Range to output from the entries below: the line containing "let mut buf = [0u8; 1024];" through the line containing "async fn truncated_body_is_reported_and_never_cached()". Set it down exactly, ends included, nothing else.
* * * * * * *
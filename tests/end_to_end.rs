//! Caching transport and scheduler against a real origin over loopback TCP.

use std::net::SocketAddr;
use std::sync::Arc;
use std::sync::atomic::{AtomicUsize, Ordering};
use std::time::Duration;

use tokio::io::{AsyncReadExt, AsyncWriteExt};
use tokio::net::TcpListener;

use rtcache::background::{Scheduler, SchedulerConfig};
use rtcache::http::{Request, Response, StatusCode};
use rtcache::cache::SnapshotError;
use rtcache::server::Server;
use rtcache::transport::{CachingTransport, HttpTransport, Transport, TransportError};

/// Starts an origin that counts requests and sets duplicate headers.
async fn origin() -> (SocketAddr, Arc<AtomicUsize>) {
    let server = Server::bind("127.0.0.1:0").await.unwrap();
    let addr = server.local_addr();
    let hits = Arc::new(AtomicUsize::new(0));

    let counter = Arc::clone(&hits);
    tokio::spawn(server.run(move |request: Request| {
        let n = counter.fetch_add(1, Ordering::SeqCst) + 1;
        async move {
            Response::new(StatusCode::OK)
                .header("Set-Cookie", "a=1")
                .header("Set-Cookie", "b=2")
                .header("X-Path", request.path())
                .body(format!("You got here #{n}"))
        }
    }));

    (addr, hits)
}

#[tokio::test]
async fn second_request_is_served_from_cache() {
    let (addr, hits) = origin().await;
    let transport = CachingTransport::http();
    let request = Request::get(&format!("http://{addr}/x")).unwrap();

    let first = transport.round_trip(&request).await.unwrap();
    assert_eq!(first.status(), StatusCode::OK);
    assert_eq!(first.bytes().await.unwrap(), "You got here #1");
    assert_eq!(hits.load(Ordering::SeqCst), 1);

    let second = transport.round_trip(&request).await.unwrap();
    assert_eq!(second.status(), StatusCode::OK);
    assert_eq!(second.reason(), "OK");
    let cookies: Vec<_> = second.headers().get_all("set-cookie").collect();
    assert_eq!(cookies, vec!["a=1", "b=2"]);
    assert_eq!(second.headers().get("x-path"), Some("/x"));
    assert_eq!(second.bytes().await.unwrap(), "You got here #1");
    assert_eq!(hits.load(Ordering::SeqCst), 1);

    transport.clear();
    let third = transport.round_trip(&request).await.unwrap();
    assert_eq!(third.bytes().await.unwrap(), "You got here #2");
    assert_eq!(hits.load(Ordering::SeqCst), 2);
}

/// Answers every connection with `reply` verbatim and then closes it.
async fn raw_origin(reply: &'static [u8]) -> (SocketAddr, Arc<AtomicUsize>) {
    let listener = TcpListener::bind("127.0.0.1:0").await.unwrap();
    let addr = listener.local_addr().unwrap();
    let hits = Arc::new(AtomicUsize::new(0));

    let counter = Arc::clone(&hits);
    tokio::spawn(async move {
        loop {
            let (mut socket, _) = listener.accept().await.unwrap();
            counter.fetch_add(1, Ordering::SeqCst);
            let mut buf = [0u8; 1024];
            let _ = socket.read(&mut buf).await;
            socket.write_all(reply).await.unwrap();
            socket.shutdown().await.unwrap();
        }
    });

    (addr, hits)
}

#[tokio::test]
async fn truncated_body_is_reported_and_never_cached() {
    let (addr, hits) = raw_origin(b"HTTP/1.1 200 OK\r\nContent-Length: 5\r\n\r\n").await;
    let transport = CachingTransport::http();
    let request = Request::get(&format!("http://{addr}/")).unwrap();

    for attempt in 1..=2 {
        let err = transport.round_trip(&request).await.unwrap_err();
        assert!(
            matches!(
                &err,
                rtcache::Error::Snapshot(SnapshotError::Body(e))
                    if e.kind() == std::io::ErrorKind::UnexpectedEof
            ),
            "{err:?}"
        );
        assert!(transport.store().is_empty());
        assert_eq!(hits.load(Ordering::SeqCst), attempt);
    }
    assert_eq!(transport.stats().hits, 0);
}

#[tokio::test]
async fn obs_text_header_survives_cache_replay() {
    let (addr, hits) =
        raw_origin(b"HTTP/1.1 200 OK\r\nX-Name: caf\xe9\r\nContent-Length: 2\r\n\r\nok").await;
    let transport = CachingTransport::http();
    let request = Request::get(&format!("http://{addr}/")).unwrap();

    let first = transport.round_trip(&request).await.unwrap();
    assert_eq!(first.headers().get_bytes("x-name"), Some(&b"caf\xe9"[..]));
    assert_eq!(first.bytes().await.unwrap(), "ok");

    let second = transport.round_trip(&request).await.unwrap();
    assert_eq!(second.headers().get_bytes("x-name"), Some(&b"caf\xe9"[..]));
    assert_eq!(second.bytes().await.unwrap(), "ok");
    assert_eq!(hits.load(Ordering::SeqCst), 1);
}

#[tokio::test]
async fn distinct_urls_get_distinct_entries() {
    let (addr, hits) = origin().await;
    let transport = CachingTransport::http();

    for path in ["/a", "/b", "/a?q=1", "/a"] {
        let request = Request::get(&format!("http://{addr}{path}")).unwrap();
        transport.round_trip(&request).await.unwrap();
    }

    assert_eq!(hits.load(Ordering::SeqCst), 3);
    assert_eq!(transport.store().len(), 3);
}

#[tokio::test]
async fn unreachable_origin_is_a_transport_error() {
    // Bind then drop to get a port with nothing listening.
    let addr = {
        let server = Server::bind("127.0.0.1:0").await.unwrap();
        server.local_addr()
    };
    let transport = CachingTransport::new(Arc::new(HttpTransport::new()));
    let request = Request::get(&format!("http://{addr}/")).unwrap();

    let err = transport.round_trip(&request).await.unwrap_err();
    assert!(matches!(
        err,
        rtcache::Error::Transport(TransportError::Connect { .. })
    ));
    assert!(transport.store().is_empty());
}

#[tokio::test]
async fn scheduler_polls_real_origin() {
    let (addr, hits) = origin().await;
    let transport = Arc::new(CachingTransport::http());
    let request = Request::get(&format!("http://{addr}/")).unwrap();
    let config = SchedulerConfig {
        request_interval_ms: 10,
        clear_interval_ms: 80,
        request_timeout_ms: 1_000,
    };
    let mut scheduler = Scheduler::new(Arc::clone(&transport), request, config).unwrap();

    let summary = scheduler
        .run(tokio::time::sleep(Duration::from_millis(200)))
        .await;

    assert!(summary.requests >= 3, "{summary:?}");
    assert_eq!(summary.failures, 0);
    let origin_hits = hits.load(Ordering::SeqCst) as u64;
    assert!(origin_hits <= summary.clears + 1, "{summary:?} origin={origin_hits}");
    assert!(transport.stats().hits > 0);

    tokio::time::sleep(Duration::from_millis(100)).await;
    assert_eq!(hits.load(Ordering::SeqCst) as u64, origin_hits);
}
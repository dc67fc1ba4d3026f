//! Process termination as a one-shot future.

use tracing::{error, info};

/// Resolves once the process is asked to terminate.
///
/// On unix that is SIGTERM, SIGHUP or Ctrl-C; elsewhere only Ctrl-C. A
/// handler that cannot be installed is logged and never fires, so a broken
/// signal source does not stop the caller early.
pub async fn shutdown_signal() {
    #[cfg(unix)]
    {
        use tokio::signal::unix::SignalKind;

        tokio::select! {
            () = unix_signal(SignalKind::terminate(), "SIGTERM") => {}
            () = unix_signal(SignalKind::hangup(), "SIGHUP") => {}
            () = ctrl_c() => {}
        }
    }

    #[cfg(not(unix))]
    {
        ctrl_c().await;
    }
}

async fn ctrl_c() {
    match tokio::signal::ctrl_c().await {
        Ok(()) => info!(signal = "SIGINT", "shutdown requested"),
        Err(e) => {
            error!(error = %e, "failed to listen for Ctrl-C");
            std::future::pending::<()>().await;
        }
    }
}

#[cfg(unix)]
async fn unix_signal(kind: tokio::signal::unix::SignalKind, name: &'static str) {
    match tokio::signal::unix::signal(kind) {
        Ok(mut stream) => {
            stream.recv().await;
            info!(signal = name, "shutdown requested");
        }
        Err(e) => {
            error!(signal = name, error = %e, "failed to install signal handler");
            std::future::pending::<()>().await;
        }
    }
}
* * * * * * *
### TASK RESULT
            let mut buf = [0u8; 1024];
            let _ = socket.read(&mut buf).await;
            socket.write_all(reply).await.unwrap();
            socket.shutdown().await.unwrap();
        }
    });

    (addr, hits)
}

#[tokio::test]
async fn truncated_body_is_reported_and_never_cached() {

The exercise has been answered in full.